Problem details → Output the data that follows exactly, line for line.
*** Opening Supplied material ***
//! Noodle caves: long thin worms clamped into the density after the main
//! cave pass.

use strata_utils::math::map;
use strata_utils::noise::DoublePerlinNoise;
use strata_utils::random::RandomSplitter;

use crate::config::GenerationShape;

/// Ridge noises sample at this scale on every axis.
#[allow(clippy::unreadable_literal)]
const RIDGE_SCALE: f64 = 2.6666666666666665;
/// Weight of the ridge envelope in the tunnel profile.
const RIDGE_WEIGHT: f64 = 1.5;
/// Thickness band the thickness noise maps onto.
const THICKNESS_MIN: f64 = -0.05;
const THICKNESS_MAX: f64 = -0.1;
/// Toggle value used outside the active band (never active).
const TOGGLE_DISABLED: f64 = -1.0;
/// Worms start this many blocks above the world floor.
const BAND_FLOOR_OFFSET: i32 = 4;

/// Worm-cave modifier.
///
/// Where the toggle noise is positive inside the vertical band, the density
/// is clamped to `min(density, thickness + 1.5 * max(|ridge_a|, |ridge_b|))`;
/// the profile dips below zero only where both ridges are near their zero
/// iso-surfaces, which is what draws connected one-to-two-block worms.
/// Outside the band, or when disabled by configuration, the modifier is the
/// identity function.
pub struct NoodleModifier {
    toggle: DoublePerlinNoise,
    thickness: DoublePerlinNoise,
    ridge_a: DoublePerlinNoise,
    ridge_b: DoublePerlinNoise,
    min_y: i32,
    max_y: i32,
    enabled: bool,
}

impl NoodleModifier {
    /// Builds the noodle noise set from the world splitter.
    #[must_use]
    pub fn new(splitter: &RandomSplitter, shape: &GenerationShape, enabled: bool) -> Self {
        Self {
            toggle: DoublePerlinNoise::create(splitter, "noodle", -8, &[1.0]),
            thickness: DoublePerlinNoise::create(splitter, "noodle_thickness", -8, &[1.0]),
            ridge_a: DoublePerlinNoise::create(splitter, "noodle_ridge_a", -7, &[1.0]),
            ridge_b: DoublePerlinNoise::create(splitter, "noodle_ridge_b", -7, &[1.0]),
            min_y: shape.min_y + BAND_FLOOR_OFFSET,
            max_y: shape.max_y(),
            enabled,
        }
    }

    /// Applies the worm profile; identity when disabled or out of band.
    #[must_use]
    pub fn apply(&self, density: f64, x: i32, y: i32, z: i32) -> f64 {
        if !self.enabled {
            return density;
        }

        let toggle = self.banded_sample(&self.toggle, 1.0, TOGGLE_DISABLED, x, y, z);
        if toggle < 0.0 {
            return density;
        }

        let thickness = map(
            self.banded_sample(&self.thickness, 1.0, 0.0, x, y, z),
            -1.0,
            1.0,
            THICKNESS_MIN,
            THICKNESS_MAX,
        );
        let ridge_a = self.banded_sample(&self.ridge_a, RIDGE_SCALE, 0.0, x, y, z);
        let ridge_b = self.banded_sample(&self.ridge_b, RIDGE_SCALE, 0.0, x, y, z);

        let profile = thickness + RIDGE_WEIGHT * ridge_a.abs().max(ridge_b.abs());
        density.min(profile)
    }

    /// Samples a noise inside the vertical band, yielding `out_of_band`
    /// elsewhere.
    fn banded_sample(
        &self,
        noise: &DoublePerlinNoise,
        scale: f64,
        out_of_band: f64,
        x: i32,
        y: i32,
        z: i32,
    ) -> f64 {
        if y < self.min_y || y > self.max_y {
            out_of_band
        } else {
            noise.sample(
                f64::from(x) * scale,
                f64::from(y) * scale,
                f64::from(z) * scale,
            )
        }
    }
}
*** Closing Supplied material ***
Response →
//! Noodle caves: long thin worms clamped into the density after the main
//! cave pass.

use strata_utils::math::map;
use strata_utils::noise::DoublePerlinNoise;
use strata_utils::random::RandomSplitter;

use crate::config::GenerationShape;

/// Ridge noises sample at this scale on every axis.
#[allow(clippy::unreadable_literal)]
const RIDGE_SCALE: f64 = 2.6666666666666665;
/// Weight of the ridge envelope in the tunnel profile.
const RIDGE_WEIGHT: f64 = 1.5;
/// Thickness band the thickness noise maps onto.
const THICKNESS_MIN: f64 = -0.05;
const THICKNESS_MAX: f64 = -0.1;
/// Toggle value used outside the active band (never active).
const TOGGLE_DISABLED: f64 = -1.0;
/// Worms start this many blocks above the world floor.
const BAND_FLOOR_OFFSET: i32 = 4;

/// Worm-cave modifier.
///
/// Where the toggle noise is positive inside the vertical band, the density
/// is clamped to `min(density, thickness + 1.5 * max(|ridge_a|, |ridge_b|))`;
/// the profile dips below zero only where both ridges are near their zero
/// iso-surfaces, which is what draws connected one-to-two-block worms.
/// Outside the band, or when disabled by configuration, the modifier is the
/// identity function.
pub struct NoodleModifier {
    toggle: DoublePerlinNoise,
    thickness: DoublePerlinNoise,
    ridge_a: DoublePerlinNoise,
    ridge_b: DoublePerlinNoise,
    min_y: i32,
    max_y: i32,
    enabled: bool,
}

impl NoodleModifier {
    /// Builds the noodle noise set from the world splitter.
    #[must_use]
    pub fn new(splitter: &RandomSplitter, shape: &GenerationShape, enabled: bool) -> Self {
        Self {
            toggle: DoublePerlinNoise::create(splitter, "noodle", -8, &[1.0]),
            thickness: DoublePerlinNoise::create(splitter, "noodle_thickness", -8, &[1.0]),
            ridge_a: DoublePerlinNoise::create(splitter, "noodle_ridge_a", -7, &[1.0]),
            ridge_b: DoublePerlinNoise::create(splitter, "noodle_ridge_b", -7, &[1.0]),
            min_y: shape.min_y + BAND_FLOOR_OFFSET,
            max_y: shape.max_y(),
            enabled,
        }
    }

    /// Applies the worm profile; identity when disabled or out of band.
    #[must_use]
    pub fn apply(&self, density: f64, x: i32, y: i32, z: i32) -> f64 {
        if !self.enabled {
            return density;
        }

        let toggle = self.banded_sample(&self.toggle, 1.0, TOGGLE_DISABLED, x, y, z);
        if toggle < 0.0 {
            return density;
        }

        let thickness = map(
            self.banded_sample(&self.thickness, 1.0, 0.0, x, y, z),
            -1.0,
            1.0,
            THICKNESS_MIN,
            THICKNESS_MAX,
        );
        let ridge_a = self.banded_sample(&self.ridge_a, RIDGE_SCALE, 0.0, x, y, z);
        let ridge_b = self.banded_sample(&self.ridge_b, RIDGE_SCALE, 0.0, x, y, z);

        let profile = thickness + RIDGE_WEIGHT * ridge_a.abs().max(ridge_b.abs());
        density.min(profile)
    }

    /// Samples a noise inside the vertical band, yielding `out_of_band`
    /// elsewhere.
    fn banded_sample(
        &self,
        noise: &DoublePerlinNoise,
        scale: f64,
        out_of_band: f64,
        x: i32,
        y: i32,
        z: i32,
    ) -> f64 {
        if y < self.min_y || y > self.max_y {
            out_of_band
        } else {
            noise.sample(
                f64::from(x) * scale,
                f64::from(y) * scale,
                f64::from(z) * scale,
            )
        }
    }
}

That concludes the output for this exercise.